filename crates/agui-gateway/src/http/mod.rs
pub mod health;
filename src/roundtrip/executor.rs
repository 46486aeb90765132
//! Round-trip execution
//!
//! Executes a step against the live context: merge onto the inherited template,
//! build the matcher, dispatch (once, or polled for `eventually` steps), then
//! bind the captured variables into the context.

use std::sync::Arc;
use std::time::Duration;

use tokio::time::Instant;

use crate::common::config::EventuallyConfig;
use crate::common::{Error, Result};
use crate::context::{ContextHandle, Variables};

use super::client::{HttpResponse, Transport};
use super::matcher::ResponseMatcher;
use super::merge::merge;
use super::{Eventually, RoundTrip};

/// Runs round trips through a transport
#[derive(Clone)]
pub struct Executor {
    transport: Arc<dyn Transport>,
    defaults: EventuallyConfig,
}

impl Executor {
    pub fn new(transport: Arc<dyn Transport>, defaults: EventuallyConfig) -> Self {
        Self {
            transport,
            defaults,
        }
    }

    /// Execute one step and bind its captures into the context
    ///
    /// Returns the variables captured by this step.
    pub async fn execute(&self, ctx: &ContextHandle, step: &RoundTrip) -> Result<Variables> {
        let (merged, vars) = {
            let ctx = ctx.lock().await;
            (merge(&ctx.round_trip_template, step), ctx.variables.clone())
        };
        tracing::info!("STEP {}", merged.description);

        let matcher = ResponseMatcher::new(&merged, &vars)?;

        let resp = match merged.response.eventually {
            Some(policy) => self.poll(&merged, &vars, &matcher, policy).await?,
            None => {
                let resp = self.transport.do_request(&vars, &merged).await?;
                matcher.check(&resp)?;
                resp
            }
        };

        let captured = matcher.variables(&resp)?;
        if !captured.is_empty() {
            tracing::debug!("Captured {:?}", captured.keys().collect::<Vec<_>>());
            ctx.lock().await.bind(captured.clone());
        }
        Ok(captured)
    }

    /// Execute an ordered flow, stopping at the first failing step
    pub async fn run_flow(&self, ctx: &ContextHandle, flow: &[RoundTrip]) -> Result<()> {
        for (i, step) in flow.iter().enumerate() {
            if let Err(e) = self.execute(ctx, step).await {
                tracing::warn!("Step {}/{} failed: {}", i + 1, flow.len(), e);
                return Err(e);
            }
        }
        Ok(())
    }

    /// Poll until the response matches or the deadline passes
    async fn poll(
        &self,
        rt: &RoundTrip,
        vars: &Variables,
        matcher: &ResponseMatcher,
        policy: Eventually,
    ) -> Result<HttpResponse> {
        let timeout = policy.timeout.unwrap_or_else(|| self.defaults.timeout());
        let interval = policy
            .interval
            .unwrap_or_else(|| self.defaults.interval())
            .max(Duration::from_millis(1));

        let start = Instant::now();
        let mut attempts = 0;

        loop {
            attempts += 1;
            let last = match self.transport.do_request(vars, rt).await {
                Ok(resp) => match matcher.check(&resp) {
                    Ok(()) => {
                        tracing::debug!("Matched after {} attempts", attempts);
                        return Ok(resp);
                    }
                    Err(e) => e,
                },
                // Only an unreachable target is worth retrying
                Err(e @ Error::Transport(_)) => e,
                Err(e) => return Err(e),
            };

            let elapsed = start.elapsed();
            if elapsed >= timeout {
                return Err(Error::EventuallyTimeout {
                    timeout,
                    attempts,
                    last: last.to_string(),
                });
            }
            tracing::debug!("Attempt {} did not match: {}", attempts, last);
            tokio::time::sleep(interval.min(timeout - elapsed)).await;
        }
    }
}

::::

** ABOUT THIS TASK **
The data above needs to be repeated exactly, line for line.

** TASK OUTPUT **
filename crates/agui-gateway/src/http/mod.rs
pub mod health;
filename src/roundtrip/executor.rs
repository 46486aeb90765132
//! Round-trip execution
//!
//! Executes a step against the live context: merge onto the inherited template,
//! build the matcher, dispatch (once, or polled for `eventually` steps), then
//! bind the captured variables into the context.

use std::sync::Arc;
use std::time::Duration;

use tokio::time::Instant;

use crate::common::config::EventuallyConfig;
use crate::common::{Error, Result};
use crate::context::{ContextHandle, Variables};

use super::client::{HttpResponse, Transport};
use super::matcher::ResponseMatcher;
use super::merge::merge;
use super::{Eventually, RoundTrip};

/// Runs round trips through a transport
#[derive(Clone)]
pub struct Executor {
    transport: Arc<dyn Transport>,
    defaults: EventuallyConfig,
}

impl Executor {
    pub fn new(transport: Arc<dyn Transport>, defaults: EventuallyConfig) -> Self {
        Self {
            transport,
            defaults,
        }
    }

    /// Execute one step and bind its captures into the context
    ///
    /// Returns the variables captured by this step.
    pub async fn execute(&self, ctx: &ContextHandle, step: &RoundTrip) -> Result<Variables> {
        let (merged, vars) = {
            let ctx = ctx.lock().await;
            (merge(&ctx.round_trip_template, step), ctx.variables.clone())
        };
        tracing::info!("STEP {}", merged.description);

        let matcher = ResponseMatcher::new(&merged, &vars)?;

        let resp = match merged.response.eventually {
            Some(policy) => self.poll(&merged, &vars, &matcher, policy).await?,
            None => {
                let resp = self.transport.do_request(&vars, &merged).await?;
                matcher.check(&resp)?;
                resp
            }
        };

        let captured = matcher.variables(&resp)?;
        if !captured.is_empty() {
            tracing::debug!("Captured {:?}", captured.keys().collect::<Vec<_>>());
            ctx.lock().await.bind(captured.clone());
        }
        Ok(captured)
    }

    /// Execute an ordered flow, stopping at the first failing step
    pub async fn run_flow(&self, ctx: &ContextHandle, flow: &[RoundTrip]) -> Result<()> {
        for (i, step) in flow.iter().enumerate() {
            if let Err(e) = self.execute(ctx, step).await {
                tracing::warn!("Step {}/{} failed: {}", i + 1, flow.len(), e);
                return Err(e);
            }
        }
        Ok(())
    }

    /// Poll until the response matches or the deadline passes
    async fn poll(
        &self,
        rt: &RoundTrip,
        vars: &Variables,
        matcher: &ResponseMatcher,
        policy: Eventually,
    ) -> Result<HttpResponse> {
        let timeout = policy.timeout.unwrap_or_else(|| self.defaults.timeout());
        let interval = policy
            .interval
            .unwrap_or_else(|| self.defaults.interval())
            .max(Duration::from_millis(1));

        let start = Instant::now();
        let mut attempts = 0;

        loop {
            attempts += 1;
            let last = match self.transport.do_request(vars, rt).await {
                Ok(resp) => match matcher.check(&resp) {
                    Ok(()) => {
                        tracing::debug!("Matched after {} attempts", attempts);
                        return Ok(resp);
                    }
                    Err(e) => e,
                },
                // Only an unreachable target is worth retrying
                Err(e @ Error::Transport(_)) => e,
                Err(e) => return Err(e),
            };

            let elapsed = start.elapsed();
            if elapsed >= timeout {
                return Err(Error::EventuallyTimeout {
                    timeout,
                    attempts,
                    last: last.to_string(),
                });
            }
            tracing::debug!("Attempt {} did not match: {}", attempts, last);
            tokio::time::sleep(interval.min(timeout - elapsed)).await;
        }
    }
}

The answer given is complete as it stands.